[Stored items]
= Beginning of Section =

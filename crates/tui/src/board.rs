use taskdeck_core::{Task, TaskFilter, TaskSort, visible_tasks};

/// In-memory task list behind the dashboard.
///
/// Mutations are confirmed-write: the list changes only when the backend has
/// acknowledged the operation and handed back the row, so the screen never
/// shows a task state the server does not hold.
#[derive(Debug, Default)]
pub struct TaskBoard {
    tasks: Vec<Task>,
    pub loading: bool,
}

impl TaskBoard {
    pub fn new() -> Self {
        Self::default()
    }

    pub fn tasks(&self) -> &[Task] {
        &self.tasks
    }

    pub fn is_empty(&self) -> bool {
        self.tasks.is_empty()
    }

    pub fn get(&self, index: usize) -> Option<&Task> {
        self.tasks.get(index)
    }

    pub fn find(&self, id: &str) -> Option<&Task> {
        self.tasks.iter().find(|t| t.id == id)
    }

    /// Replace the whole list from a fetch.
    pub fn set_tasks(&mut self, tasks: Vec<Task>) {
        self.tasks = tasks;
        self.loading = false;
    }

    /// Indices of tasks visible under the current filter, in sort order.
    pub fn visible(&self, filter: TaskFilter, sort: TaskSort) -> Vec<usize> {
        visible_tasks(&self.tasks, filter, sort)
    }

    /// A confirmed create: the server-returned row joins the front of the
    /// list, matching fetch order (newest first).
    pub fn apply_created(&mut self, task: Task) {
        self.tasks.insert(0, task);
    }

    /// A confirmed update: the returned row replaces the one with the same
    /// id. Unknown ids are ignored (the task may have been deleted meanwhile).
    pub fn apply_updated(&mut self, task: Task) {
        if let Some(existing) = self.tasks.iter_mut().find(|t| t.id == task.id) {
            *existing = task;
        }
    }

    /// A delete outcome. Only a confirmed delete removes the row; `false`
    /// leaves the list untouched.
    pub fn apply_deleted(&mut self, id: &str, deleted: bool) {
        if deleted {
            self.tasks.retain(|t| t.id != id);
        }
    }

    pub fn clear(&mut self) {
        self.tasks.clear();
        self.loading = false;
    }
}

#[cfg(test)]
mod tests {
    use super::*;
    use chrono::Utc;
    use taskdeck_core::Priority;

    fn task(id: &str, title: &str, completed: bool) -> Task {
        Task {
            id: id.to_string(),
            title: title.to_string(),
            description: String::new(),
            due_date: Utc::now(),
            priority: Priority::Medium,
            completed,
            user_id: "u-1".to_string(),
            created_at: Utc::now(),
            updated_at: Utc::now(),
        }
    }

    #[test]
    fn confirmed_create_joins_the_front() {
        let mut board = TaskBoard::new();
        board.set_tasks(vec![task("t-1", "older", false)]);
        board.apply_created(task("t-2", "newer", false));
        assert_eq!(board.tasks()[0].id, "t-2");
        assert_eq!(board.tasks().len(), 2);
    }

    #[test]
    fn confirmed_update_replaces_by_id() {
        let mut board = TaskBoard::new();
        board.set_tasks(vec![task("t-1", "before", false)]);
        board.apply_updated(task("t-1", "after", true));
        assert_eq!(board.tasks()[0].title, "after");
        assert!(board.tasks()[0].completed);
    }

    #[test]
    fn update_for_a_vanished_task_is_ignored() {
        let mut board = TaskBoard::new();
        board.set_tasks(vec![task("t-1", "kept", false)]);
        board.apply_updated(task("t-9", "ghost", true));
        assert_eq!(board.tasks().len(), 1);
        assert_eq!(board.tasks()[0].id, "t-1");
    }

    #[test]
    fn unconfirmed_delete_leaves_the_list_unchanged() {
        let mut board = TaskBoard::new();
        board.set_tasks(vec![task("t-1", "a", false), task("t-2", "b", false)]);
        board.apply_deleted("t-1", false);
        assert_eq!(board.tasks().len(), 2);
        board.apply_deleted("t-1", true);
        assert_eq!(board.tasks().len(), 1);
        assert_eq!(board.tasks()[0].id, "t-2");
    }

    #[test]
    fn visible_respects_filter_and_sort() {
        let mut board = TaskBoard::new();
        let mut high = task("t-1", "urgent", false);
        high.priority = Priority::High;
        let done = task("t-2", "done", true);
        board.set_tasks(vec![done, high]);

        let active = board.visible(TaskFilter::Active, TaskSort::Priority);
        assert_eq!(active, vec![1]);
        let all = board.visible(TaskFilter::All, TaskSort::Priority);
        assert_eq!(all, vec![1, 0]);
    }
}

= End of Section =

__Assignment__: Please output the exact lines of the records above, beginning with the first and stopping after the line that holds "pub fn apply_updated(&mut", and nothing else.

__Solution to the exercise__:
filename crates/tui/src/board.rs
use taskdeck_core::{Task, TaskFilter, TaskSort, visible_tasks};

/// In-memory task list behind the dashboard.
///
/// Mutations are confirmed-write: the list changes only when the backend has
/// acknowledged the operation and handed back the row, so the screen never
/// shows a task state the server does not hold.
#[derive(Debug, Default)]
pub struct TaskBoard {
    tasks: Vec<Task>,
    pub loading: bool,
}

impl TaskBoard {
    pub fn new() -> Self {
        Self::default()
    }

    pub fn tasks(&self) -> &[Task] {
        &self.tasks
    }

    pub fn is_empty(&self) -> bool {
        self.tasks.is_empty()
    }

    pub fn get(&self, index: usize) -> Option<&Task> {
        self.tasks.get(index)
    }

    pub fn find(&self, id: &str) -> Option<&Task> {
        self.tasks.iter().find(|t| t.id == id)
    }

    /// Replace the whole list from a fetch.
    pub fn set_tasks(&mut self, tasks: Vec<Task>) {
        self.tasks = tasks;
        self.loading = false;
    }

    /// Indices of tasks visible under the current filter, in sort order.
    pub fn visible(&self, filter: TaskFilter, sort: TaskSort) -> Vec<usize> {
        visible_tasks(&self.tasks, filter, sort)
    }

    /// A confirmed create: the server-returned row joins the front of the
    /// list, matching fetch order (newest first).
    pub fn apply_created(&mut self, task: Task) {
        self.tasks.insert(0, task);
    }

    /// A confirmed update: the returned row replaces the one with the same
    /// id. Unknown ids are ignored (the task may have been deleted meanwhile).
    pub fn apply_updated(&mut self, task: Task) {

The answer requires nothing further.